( ESNUG 354 Item 9 ) ---------------------------------------------- [6/1/00]
Subject: ( ESNUG 353 #8 ) URL's On Fault-Tolerant System Design Strategies
> Does anybody know of a resource (web, book or article) describing
> architecture design for systems, storage or logic, whose components are
> prone to very high rate of failure, along the line of 0.1%-1%?
>
> - Greg Deych
From: Subhasish Mitra
Hi John,
You can take a look at the web-site of Center for Reliable Computing here at
Stanford University directed by Prof. Ed McCluskey. http://crc.stanford.edu
In the bibliography page, you can find a very comprehensive list of
publications related to fault-tolerance and digital test. Some of the major
innovations in the field of fault-tolerant computing happened at Stanford
CRC. Right now, the center is running 2 big projects on fault-tolerance:
(1) Fault-tolerance in reconfigurable systems and (2) Fault-tolerance in
space environment (they have their experiments running on a real satellite
in the space.)
About Greg' queries about fault-tolerance techniques in systems, here is a
simple, high-level classification:
(1) Memories: Error detecting and correcting codes ( Hamming codes, etc.)
(2) Logic:
Error detection:
Techniques include: Duplication, Diverse Duplications (different
implementations of the same logic function), parity prediction. For
circuits like adders, etc., parity prediction may be economical;
however, recent IBM papers on G5/G6 chose duplication for their
execution units compared to parity prediction.
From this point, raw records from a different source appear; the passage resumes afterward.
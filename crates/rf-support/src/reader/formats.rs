use serde::Deserialize;

use crate::definition::{RuleDefinition, RuleDefinitionRaw};

use super::{RuleDefinitionReader, resolve_all};

// ---------------------------------------------------------------------------
// YAML
// ---------------------------------------------------------------------------

/// One definition per YAML document:
///
/// ```yaml
/// name: adult rule
/// condition: "age > 18"
/// actions:
///   - "adult = true"
/// ---
/// name: ...
/// ```
///
/// Empty documents are skipped.
#[derive(Debug, Clone, Copy, Default)]
pub struct YamlRuleDefinitionReader;

impl RuleDefinitionReader for YamlRuleDefinitionReader {
    fn read(&self, content: &str) -> anyhow::Result<Vec<RuleDefinition>> {
        let mut raws = Vec::new();
        for document in serde_yaml::Deserializer::from_str(content) {
            if let Some(raw) = Option::<RuleDefinitionRaw>::deserialize(document)? {
                raws.push(raw);
            }
        }
        resolve_all(raws)
    }
}

// ---------------------------------------------------------------------------
// JSON
// ---------------------------------------------------------------------------

/// A JSON array of definition objects.
#[derive(Debug, Clone, Copy, Default)]
pub struct JsonRuleDefinitionReader;

impl RuleDefinitionReader for JsonRuleDefinitionReader {
    fn read(&self, content: &str) -> anyhow::Result<Vec<RuleDefinition>> {
        let raws: Vec<RuleDefinitionRaw> = serde_json::from_str(content)?;
        resolve_all(raws)
    }
}

// ---------------------------------------------------------------------------
// TOML
// ---------------------------------------------------------------------------

#[derive(Debug, Deserialize)]
struct RuleTablesRaw {
    #[serde(default)]
    rule: Vec<RuleDefinitionRaw>,
}

/// An array of `[[rule]]` tables.
#[derive(Debug, Clone, Copy, Default)]
pub struct TomlRuleDefinitionReader;

impl RuleDefinitionReader for TomlRuleDefinitionReader {
    fn read(&self, content: &str) -> anyhow::Result<Vec<RuleDefinition>> {
        let raw: RuleTablesRaw = toml::from_str(content)?;
        resolve_all(raw.rule)
    }
}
A source of problems
in these systems is the problem of common-mode failures (single cause,
affecting multiple modules, data integrity not guaranteed). It has
been shown recently that for random logic circuits, diverse
duplication has marginally more area-overhead than parity prediction.
However, diverse duplication provides significantly more protection
against common-mode failures.
Error correction:
Triple Modular redundancy, etc.
(3) Storage (Disks): RAIDS: Redundant array of inexpensive disks.
Another good source of real industrial data is the IBM Journal of Research
and Development.
- Subhasish Mitra
Stanford University
|
|